Dataset entries:
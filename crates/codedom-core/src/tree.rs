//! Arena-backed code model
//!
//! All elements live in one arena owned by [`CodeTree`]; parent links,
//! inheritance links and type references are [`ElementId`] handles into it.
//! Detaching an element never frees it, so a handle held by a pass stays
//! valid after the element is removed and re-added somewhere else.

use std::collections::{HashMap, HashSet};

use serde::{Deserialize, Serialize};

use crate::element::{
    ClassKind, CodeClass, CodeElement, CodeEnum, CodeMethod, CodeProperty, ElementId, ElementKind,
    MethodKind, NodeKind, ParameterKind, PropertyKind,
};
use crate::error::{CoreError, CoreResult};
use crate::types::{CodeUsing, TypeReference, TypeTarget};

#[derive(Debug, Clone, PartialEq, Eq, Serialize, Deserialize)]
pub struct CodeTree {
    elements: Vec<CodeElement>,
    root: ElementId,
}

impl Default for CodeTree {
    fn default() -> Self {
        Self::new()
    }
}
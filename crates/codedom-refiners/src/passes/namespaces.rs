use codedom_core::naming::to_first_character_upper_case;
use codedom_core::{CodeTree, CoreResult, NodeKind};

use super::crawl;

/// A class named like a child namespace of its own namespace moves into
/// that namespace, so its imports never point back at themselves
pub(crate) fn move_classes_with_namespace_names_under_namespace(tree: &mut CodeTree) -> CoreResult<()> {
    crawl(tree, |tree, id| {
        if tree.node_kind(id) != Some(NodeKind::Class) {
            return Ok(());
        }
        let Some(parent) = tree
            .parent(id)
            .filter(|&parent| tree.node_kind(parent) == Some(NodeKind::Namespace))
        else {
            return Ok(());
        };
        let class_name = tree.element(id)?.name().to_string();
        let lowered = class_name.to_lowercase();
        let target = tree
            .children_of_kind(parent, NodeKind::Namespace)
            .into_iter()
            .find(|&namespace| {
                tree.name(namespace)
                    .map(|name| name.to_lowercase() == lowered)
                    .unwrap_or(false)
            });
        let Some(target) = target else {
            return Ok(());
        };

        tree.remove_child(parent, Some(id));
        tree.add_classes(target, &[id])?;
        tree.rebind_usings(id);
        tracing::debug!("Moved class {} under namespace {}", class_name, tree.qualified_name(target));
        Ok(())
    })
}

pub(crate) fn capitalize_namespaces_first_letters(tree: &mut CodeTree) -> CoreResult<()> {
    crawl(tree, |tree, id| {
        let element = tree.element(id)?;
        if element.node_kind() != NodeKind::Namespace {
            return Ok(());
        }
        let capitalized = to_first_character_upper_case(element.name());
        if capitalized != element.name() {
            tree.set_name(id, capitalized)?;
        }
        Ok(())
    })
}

---

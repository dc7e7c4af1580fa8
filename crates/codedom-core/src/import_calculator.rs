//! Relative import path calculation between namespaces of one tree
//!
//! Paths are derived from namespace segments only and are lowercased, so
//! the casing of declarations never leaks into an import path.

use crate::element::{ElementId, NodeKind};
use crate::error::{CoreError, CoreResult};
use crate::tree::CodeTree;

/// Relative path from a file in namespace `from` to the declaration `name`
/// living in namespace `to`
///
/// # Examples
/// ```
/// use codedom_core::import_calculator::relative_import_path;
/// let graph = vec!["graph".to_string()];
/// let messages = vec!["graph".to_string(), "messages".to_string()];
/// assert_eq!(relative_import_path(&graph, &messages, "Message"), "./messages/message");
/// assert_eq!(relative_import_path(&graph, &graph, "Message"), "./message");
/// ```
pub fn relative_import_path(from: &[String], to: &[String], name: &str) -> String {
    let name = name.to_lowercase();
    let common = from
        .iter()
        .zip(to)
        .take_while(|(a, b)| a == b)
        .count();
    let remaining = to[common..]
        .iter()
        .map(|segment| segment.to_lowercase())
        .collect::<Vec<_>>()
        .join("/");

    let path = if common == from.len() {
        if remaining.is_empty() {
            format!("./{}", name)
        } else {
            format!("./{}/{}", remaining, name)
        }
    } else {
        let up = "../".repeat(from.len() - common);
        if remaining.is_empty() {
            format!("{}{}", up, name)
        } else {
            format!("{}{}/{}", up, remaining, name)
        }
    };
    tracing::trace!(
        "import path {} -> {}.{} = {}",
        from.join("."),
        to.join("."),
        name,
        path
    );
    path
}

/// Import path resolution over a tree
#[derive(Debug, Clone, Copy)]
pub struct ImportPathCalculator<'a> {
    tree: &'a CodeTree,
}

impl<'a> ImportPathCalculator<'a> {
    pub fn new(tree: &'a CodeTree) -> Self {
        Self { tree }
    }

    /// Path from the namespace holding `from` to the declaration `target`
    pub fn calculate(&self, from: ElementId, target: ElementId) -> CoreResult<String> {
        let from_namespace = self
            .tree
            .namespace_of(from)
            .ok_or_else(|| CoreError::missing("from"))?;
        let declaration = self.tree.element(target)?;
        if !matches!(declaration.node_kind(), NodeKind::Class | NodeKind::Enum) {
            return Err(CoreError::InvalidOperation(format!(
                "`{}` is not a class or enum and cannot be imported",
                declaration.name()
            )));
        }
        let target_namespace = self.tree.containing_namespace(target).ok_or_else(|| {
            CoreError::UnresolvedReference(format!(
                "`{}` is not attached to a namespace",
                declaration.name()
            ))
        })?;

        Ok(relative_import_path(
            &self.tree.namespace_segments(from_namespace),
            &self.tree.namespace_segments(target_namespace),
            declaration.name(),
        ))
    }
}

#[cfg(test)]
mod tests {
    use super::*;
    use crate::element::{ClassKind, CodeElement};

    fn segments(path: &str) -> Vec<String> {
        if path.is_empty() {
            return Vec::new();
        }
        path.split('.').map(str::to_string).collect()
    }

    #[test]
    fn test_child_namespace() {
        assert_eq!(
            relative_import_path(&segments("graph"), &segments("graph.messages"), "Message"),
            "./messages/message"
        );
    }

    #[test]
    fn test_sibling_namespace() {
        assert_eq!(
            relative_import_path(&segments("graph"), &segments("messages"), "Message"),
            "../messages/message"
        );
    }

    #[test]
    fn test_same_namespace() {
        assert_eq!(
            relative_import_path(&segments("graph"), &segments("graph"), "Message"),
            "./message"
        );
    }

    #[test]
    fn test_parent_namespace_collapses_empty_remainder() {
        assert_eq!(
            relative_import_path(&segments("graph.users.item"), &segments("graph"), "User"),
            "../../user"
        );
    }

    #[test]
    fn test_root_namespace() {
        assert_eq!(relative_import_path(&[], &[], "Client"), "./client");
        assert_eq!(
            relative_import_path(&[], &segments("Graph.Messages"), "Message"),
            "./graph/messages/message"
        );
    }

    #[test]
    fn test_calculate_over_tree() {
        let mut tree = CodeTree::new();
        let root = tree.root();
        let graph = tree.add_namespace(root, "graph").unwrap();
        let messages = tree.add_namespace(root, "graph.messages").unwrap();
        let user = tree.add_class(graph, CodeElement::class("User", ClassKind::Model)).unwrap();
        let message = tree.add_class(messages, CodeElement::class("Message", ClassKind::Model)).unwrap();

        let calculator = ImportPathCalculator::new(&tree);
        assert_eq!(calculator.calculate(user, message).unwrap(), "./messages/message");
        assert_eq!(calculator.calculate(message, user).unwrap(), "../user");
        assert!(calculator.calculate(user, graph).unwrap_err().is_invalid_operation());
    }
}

#### Requirement:
Line count for the word "NodeKind": work out how many lines of the data above include it, and reply with that number alone.

#### Your response:
8